* **Exercise details**
Which lines in the data below contain the word "DeviceUnless"? Copy each of them.

* **Record extracts**
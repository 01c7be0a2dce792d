// Karacfg Base Keys and Layers
// A held base key arms a variable; layers nest beneath it

use crate::mapping::{BasedKeyMap, LayerKeyMap};
use crate::{Combo, DeviceId, Key, Modifier};

/// Hold duration used by strict mode when none is given (milliseconds)
pub const DEFAULT_STRICT_HOLD_MS: u64 = 150;

/// Hold-down duration attached to an alone key set with `if_alone` (milliseconds)
pub const DEFAULT_ALONE_HOLD_MS: u64 = 100;

/// Key emitted when a base key is tapped without another key
#[derive(Debug, Clone, Copy, PartialEq, Eq)]
pub struct AloneKey {
    pub key: Key,
    pub hold_down_ms: Option<u64>,
}

impl Default for AloneKey {
    fn default() -> Self {
        Self {
            key: Key::Escape,
            hold_down_ms: None,
        }
    }
}

/// Timing of a strict-mode trigger (milliseconds).
///
/// Every unset parameter follows `hold_ms`.
#[derive(Debug, Clone, Copy, PartialEq, Eq)]
pub struct StrictTiming {
    pub hold_ms: u64,
    pub alone_timeout_ms: Option<u64>,
    pub held_down_threshold_ms: Option<u64>,
    pub delayed_action_ms: Option<u64>,
}

impl StrictTiming {
    pub fn new(hold_ms: u64) -> Self {
        Self {
            hold_ms,
            alone_timeout_ms: None,
            held_down_threshold_ms: None,
            delayed_action_ms: None,
        }
    }

    pub fn alone_timeout_ms(mut self, ms: u64) -> Self {
        self.alone_timeout_ms = Some(ms);
        self
    }

    pub fn held_down_threshold_ms(mut self, ms: u64) -> Self {
        self.held_down_threshold_ms = Some(ms);
        self
    }

    pub fn delayed_action_ms(mut self, ms: u64) -> Self {
        self.delayed_action_ms = Some(ms);
        self
    }

    pub fn alone_timeout(&self) -> u64 {
        self.alone_timeout_ms.unwrap_or(self.hold_ms)
    }

    pub fn held_down_threshold(&self) -> u64 {
        self.held_down_threshold_ms.unwrap_or(self.hold_ms)
    }

    pub fn delayed_action(&self) -> u64 {
        self.delayed_action_ms.unwrap_or(self.hold_ms)
    }
}

impl Default for StrictTiming {
    fn default() -> Self {
        Self::new(DEFAULT_STRICT_HOLD_MS)
    }
}

/// How a base key decides between tap and hold
#[derive(Debug, Clone, Copy, Default, PartialEq, Eq)]
pub enum TriggerMode {
    /// Arm on press, alone key on tap
    #[default]
    Simple,
    /// Arm only once held past the threshold
    Strict(StrictTiming),
}

/// A base key that arms a variable while held.
///
/// The base key and its modifiers are fixed at construction.
#[derive(Debug, Clone, PartialEq)]
pub struct RuleBased {
    trigger: Combo,
    device: Option<DeviceId>,
    description: Option<String>,
    alone: AloneKey,
    mode: TriggerMode,
    combo: Option<Combo>,
    maps: Vec<BasedKeyMap>,
    layers: Vec<Layer>,
}

impl RuleBased {
    pub(crate) fn new(trigger: Combo, device: Option<DeviceId>) -> Self {
        Self {
            trigger,
            device,
            description: None,
            alone: AloneKey::default(),
            mode: TriggerMode::default(),
            combo: None,
            maps: Vec::new(),
            layers: Vec::new(),
        }
    }

    pub fn desc(&mut self, description: impl Into<String>) -> &mut Self {
        self.description = Some(description.into());
        self
    }

    /// Key sent when the base is tapped alone
    pub fn if_alone(&mut self, key: Key) -> &mut Self {
        self.if_alone_hold(key, DEFAULT_ALONE_HOLD_MS)
    }

    /// Key sent when the base is tapped alone, held down for `ms`
    pub fn if_alone_hold(&mut self, key: Key, ms: u64) -> &mut Self {
        self.alone = AloneKey {
            key,
            hold_down_ms: Some(ms),
        };
        self
    }

    /// Arm only after the default hold duration
    pub fn strict(&mut self) -> &mut Self {
        self.strict_timing(StrictTiming::default())
    }

    /// Arm only after `ms` of holding
    pub fn strict_hold(&mut self, ms: u64) -> &mut Self {
        self.strict_timing(StrictTiming::new(ms))
    }

    pub fn strict_timing(&mut self, timing: StrictTiming) -> &mut Self {
        self.mode = TriggerMode::Strict(timing);
        self
    }

    /// Emit `key` with `modifiers` together with arming the variable
    pub fn map_to(&mut self, key: Key, modifiers: impl IntoIterator<Item = Modifier>) -> &mut Self {
        self.combo = Some(Combo::new(modifiers, key));
        self
    }

    /// Map a key while the base is held
    pub fn map(&mut self, key: Key, modifiers: impl IntoIterator<Item = Modifier>) -> &mut BasedKeyMap {
        self.maps.push(BasedKeyMap::new(key, modifiers));
        let index = self.maps.len() - 1;
        &mut self.maps[index]
    }

    /// Open a layer triggered by `key` while the base is held
    pub fn layer(&mut self, key: Key) -> &mut Layer {
        self.layers.push(Layer::new(key));
        let index = self.layers.len() - 1;
        &mut self.layers[index]
    }

    pub fn trigger(&self) -> &Combo {
        &self.trigger
    }

    pub fn device(&self) -> Option<DeviceId> {
        self.device
    }

    pub fn description(&self) -> Option<&str> {
        self.description.as_deref()
    }

    pub fn alone(&self) -> AloneKey {
        self.alone
    }

    pub fn mode(&self) -> TriggerMode {
        self.mode
    }

    pub fn combo(&self) -> Option<&Combo> {
        self.combo.as_ref()
    }

    pub fn maps(&self) -> &[BasedKeyMap] {
        &self.maps
    }

    pub fn layers(&self) -> &[Layer] {
        &self.layers
    }

    /// Description used for the base's own rule and as the prefix of its content
    pub fn full_description(&self) -> String {
        match &self.description {
            Some(description) => description.clone(),
            None => format!("RuleBased: {}", self.trigger),
        }
    }

    /// Every layer under this base, in pre-order
    pub fn all_layers(&self) -> Vec<&Layer> {
        let mut out = Vec::new();
        for layer in &self.layers {
            layer.collect_pre_order(&mut out);
        }
        out
    }

    /// Name of the variable armed by this base
    pub fn variable_name(&self) -> String {
        let mut name = format!("var_{}", self.trigger.key());
        for modifier in self.trigger.modifiers().iter() {
            name.push('_');
            name.push_str(modifier.name());
        }
        name
    }
}

/// A nested scope armed by holding its trigger key inside an armed parent
#[derive(Debug, Clone, PartialEq)]
pub struct Layer {
    key: Key,
    description: Option<String>,
    separated: bool,
    maps: Vec<LayerKeyMap>,
    layers: Vec<Layer>,
}

impl Layer {
    pub(crate) fn new(key: Key) -> Self {
        Self {
            key,
            description: None,
            separated: false,
            maps: Vec::new(),
            layers: Vec::new(),
        }
    }

    pub fn desc(&mut self, description: impl Into<String>) -> &mut Self {
        self.description = Some(description.into());
        self
    }

    /// Emit this layer as its own rule
    pub fn separate(&mut self) -> &mut Self {
        self.separated = true;
        self
    }

    pub fn map(&mut self, key: Key, modifiers: impl IntoIterator<Item = Modifier>) -> &mut LayerKeyMap {
        self.maps.push(LayerKeyMap::new(key, modifiers));
        let index = self.maps.len() - 1;
        &mut self.maps[index]
    }

    /// Open a child layer triggered by `key` while this layer is held
    pub fn layer(&mut self, key: Key) -> &mut Layer {
        self.layers.push(Layer::new(key));
        let index = self.layers.len() - 1;
        &mut self.layers[index]
    }

    pub fn key(&self) -> Key {
        self.key
    }

    pub fn trigger(&self) -> Combo {
        Combo::bare(self.key)
    }

    pub fn description(&self) -> Option<&str> {
        self.description.as_deref()
    }

    pub fn is_separated(&self) -> bool {
        self.separated
    }

    pub fn maps(&self) -> &[LayerKeyMap] {
        &self.maps
    }

    pub fn layers(&self) -> &[Layer] {
        &self.layers
    }

    /// `<parent> + [ key ] ： <desc>`
    pub fn full_description(&self, parent: &str) -> String {
        match &self.description {
            Some(description) => format!("{} + [ {} ] ： {}", parent, self.key, description),
            None => format!("{} + [ {} ]", parent, self.key),
        }
    }

    /// Name of the variable armed by this layer, under `parent_variable`.
    ///
    /// A top-level layer's parent is its base variable.
    pub fn variable_name(&self, parent_variable: &str, top_level: bool) -> String {
        if top_level {
            format!("lay_{}_{}", parent_variable, self.key)
        } else {
            format!("{}_{}", parent_variable, self.key)
        }
    }

    fn collect_pre_order<'a>(&'a self, out: &mut Vec<&'a Layer>) {
        out.push(self);
        for child in &self.layers {
            child.collect_pre_order(out);
        }
    }
}
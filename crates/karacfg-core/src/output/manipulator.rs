// Karacfg Manipulator Records
// The flat event records the host evaluates, one per key map

use serde::Serialize;

use crate::destination::{Destination, MouseButton};
use crate::device::{DeviceIdentifiers, DevicePolarity};
use crate::{Key, Modifier, ModifierSet};

/// Source side of a record
#[derive(Debug, Clone, PartialEq, Serialize)]
pub struct FromEvent {
    pub key_code: Key,
    #[serde(skip_serializing_if = "Option::is_none")]
    pub modifiers: Option<FromModifiers>,
}

impl FromEvent {
    /// `{key_code, modifiers?}`: `any` is optional, every other modifier is mandatory
    pub fn new(key: Key, modifiers: &ModifierSet) -> Self {
        let modifiers = if modifiers.is_empty() {
            None
        } else {
            Some(FromModifiers {
                mandatory: modifiers.mandatory(),
                optional: modifiers.optional(),
            })
        };
        Self {
            key_code: key,
            modifiers,
        }
    }

    /// Matches the key whatever else is held
    pub fn any_modifiers(key: Key) -> Self {
        Self {
            key_code: key,
            modifiers: Some(FromModifiers {
                mandatory: Vec::new(),
                optional: vec![Modifier::Any],
            }),
        }
    }
}

#[derive(Debug, Clone, PartialEq, Serialize)]
pub struct FromModifiers {
    #[serde(skip_serializing_if = "Vec::is_empty")]
    pub mandatory: Vec<Modifier>,
    #[serde(skip_serializing_if = "Vec::is_empty")]
    pub optional: Vec<Modifier>,
}

#[derive(Debug, Clone, PartialEq, Serialize)]
pub struct SetVariable {
    pub name: String,
    pub value: u8,
}

/// One output event
#[derive(Debug, Clone, Default, PartialEq, Serialize)]
pub struct ToEvent {
    #[serde(skip_serializing_if = "Option::is_none")]
    pub key_code: Option<Key>,
    #[serde(skip_serializing_if = "Vec::is_empty")]
    pub modifiers: Vec<Modifier>,
    #[serde(skip_serializing_if = "Option::is_none")]
    pub pointing_button: Option<&'static str>,
    #[serde(skip_serializing_if = "Option::is_none")]
    pub shell_command: Option<String>,
    #[serde(skip_serializing_if = "Option::is_none")]
    pub set_variable: Option<SetVariable>,
    #[serde(skip_serializing_if = "Option::is_none")]
    pub hold_down_milliseconds: Option<u64>,
    #[serde(skip_serializing_if = "Option::is_none")]
    pub halt: Option<bool>,
}

impl ToEvent {
    pub fn key(key: Key, modifiers: &ModifierSet) -> Self {
        Self {
            key_code: Some(key),
            modifiers: modifiers.iter().collect(),
            ..Self::default()
        }
    }

    pub fn pointing(button: MouseButton) -> Self {
        Self {
            pointing_button: Some(button.name()),
            ..Self::default()
        }
    }

    pub fn shell(command: impl Into<String>) -> Self {
        Self {
            shell_command: Some(command.into()),
            ..Self::default()
        }
    }

    pub fn set_variable(name: impl Into<String>, value: u8) -> Self {
        Self {
            set_variable: Some(SetVariable {
                name: name.into(),
                value,
            }),
            ..Self::default()
        }
    }

    pub fn hold_down(mut self, ms: Option<u64>) -> Self {
        self.hold_down_milliseconds = ms;
        self
    }

    /// Mark key events as halting; other events are left alone
    pub fn halted(mut self) -> Self {
        if self.key_code.is_some() {
            self.halt = Some(true);
        }
        self
    }
}

impl From<&Destination> for ToEvent {
    fn from(destination: &Destination) -> Self {
        match destination {
            Destination::Key { key, modifiers } => ToEvent::key(*key, modifiers),
            Destination::Pointing(button) => ToEvent::pointing(*button),
            Destination::Shell(command) => ToEvent::shell(command.clone()),
        }
    }
}

/// A guard on a record
#[derive(Debug, Clone, PartialEq, Serialize)]
#[serde(tag = "type", rename_all = "snake_case")]
pub enum Condition {
    VariableIf { name: String, value: u8 },
    DeviceIf { identifiers: Vec<DeviceIdentifiers> },
    DeviceUnless { identifiers: Vec<DeviceIdentifiers> },
    DeviceExistsIf { identifiers: Vec<DeviceIdentifiers> },
    DeviceExistsUnless { identifiers: Vec<DeviceIdentifiers> },
}

impl Condition {
    pub fn variable(name: impl Into<String>, value: u8) -> Self {
        Condition::VariableIf {
            name: name.into(),
            value,
        }
    }

    pub fn device(polarity: DevicePolarity, identifiers: DeviceIdentifiers) -> Self {
        let identifiers = vec![identifiers];
        match polarity {
            DevicePolarity::If => Condition::DeviceIf { identifiers },
            DevicePolarity::Unless => Condition::DeviceUnless { identifiers },
            DevicePolarity::ExistsIf => Condition::DeviceExistsIf { identifiers },
            DevicePolarity::ExistsUnless => Condition::DeviceExistsUnless { identifiers },
        }
    }
}

#[derive(Debug, Clone, PartialEq, Serialize)]
pub struct DelayedAction {
    pub to_if_canceled: Vec<ToEvent>,
}

/// Per-record timing parameters
#[derive(Debug, Clone, Default, PartialEq, Serialize)]
pub struct Parameters {
    #[serde(
        rename = "basic.to_if_alone_timeout_milliseconds",
        skip_serializing_if = "Option::is_none"
    )]
    pub alone_timeout_ms: Option<u64>,
    #[serde(
        rename = "basic.to_if_held_down_threshold_milliseconds",
        skip_serializing_if = "Option::is_none"
    )]
    pub held_down_threshold_ms: Option<u64>,
    #[serde(
        rename = "basic.to_delayed_action_delay_milliseconds",
        skip_serializing_if = "Option::is_none"
    )]
    pub delayed_action_ms: Option<u64>,
}

/// One `basic` record
#[derive(Debug, Clone, PartialEq, Serialize)]
pub struct Manipulator {
    #[serde(skip_serializing_if = "Option::is_none")]
    pub description: Option<String>,
    #[serde(rename = "type")]
    pub kind: &'static str,
    pub from: FromEvent,
    #[serde(skip_serializing_if = "Vec::is_empty")]
    pub to: Vec<ToEvent>,
    #[serde(skip_serializing_if = "Vec::is_empty")]
    pub to_if_alone: Vec<ToEvent>,
    #[serde(skip_serializing_if = "Vec::is_empty")]
    pub to_if_held_down: Vec<ToEvent>,
    #[serde(skip_serializing_if = "Vec::is_empty")]
    pub to_after_key_up: Vec<ToEvent>,
    #[serde(skip_serializing_if = "Option::is_none")]
    pub to_delayed_action: Option<DelayedAction>,
    #[serde(skip_serializing_if = "Vec::is_empty")]
    pub conditions: Vec<Condition>,
    #[serde(skip_serializing_if = "Option::is_none")]
    pub parameters: Option<Parameters>,
}

impl Manipulator {
    pub fn basic(from: FromEvent) -> Self {
        Self {
            description: None,
            kind: "basic",
            from,
            to: Vec::new(),
            to_if_alone: Vec::new(),
            to_if_held_down: Vec::new(),
            to_after_key_up: Vec::new(),
            to_delayed_action: None,
            conditions: Vec::new(),
            parameters: None,
        }
    }

    pub fn describe(mut self, description: impl Into<String>) -> Self {
        self.description = Some(description.into());
        self
    }

    pub fn guarded(mut self, conditions: Vec<Condition>) -> Self {
        self.conditions = conditions;
        self
    }

    /// Whether the record is guarded by `name == value`
    pub fn requires(&self, name: &str, value: u8) -> bool {
        self.conditions.iter().any(|condition| {
            matches!(condition, Condition::VariableIf { name: n, value: v } if n == name && *v == value)
        })
    }
}
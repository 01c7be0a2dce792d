// Karacfg Core Library
// Rule graph, validation and lowering into the remapping host's configuration

pub mod combo;
pub mod compile;
pub mod config;
pub mod destination;
pub mod device;
pub mod error;
pub mod graph;
pub mod key;
pub mod mapping;
pub mod modifier;
pub mod output;
pub mod registry;

pub use combo::Combo;
pub use compile::Compiler;
pub use config::{parse_combo_string, ComboParseError, ParsedCombo, Script, ScriptError};
pub use destination::{open_app_command, osa_open_command, Destination, DestinationSpec, MouseButton, Target};
pub use device::{Device, DeviceId, DeviceIdentifiers, DevicePolarity};
pub use error::{CompileError, CompileResult, DestinationError};
pub use graph::{AloneKey, Config, Layer, Rule, RuleBased, Scope, SimpleKeyMap, StrictTiming, TriggerMode};
pub use key::Key;
pub use mapping::{
    BasedKeyMap, HoldAction, HoldInfo, HoldTiming, KeyMap, LayerKeyMap, MapBuilder, RuleKeyMap,
};
pub use modifier::{Modifier, ModifierSet, NotAModifier};
pub use output::{Condition, KarabinerConfig, Manipulator, ToEvent};
pub use registry::{IdentifierRegistry, ScopeKey};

* **Exercise result**
    DeviceUnless { identifiers: Vec<DeviceIdentifiers> },
            DevicePolarity::Unless => Condition::DeviceUnless { identifiers },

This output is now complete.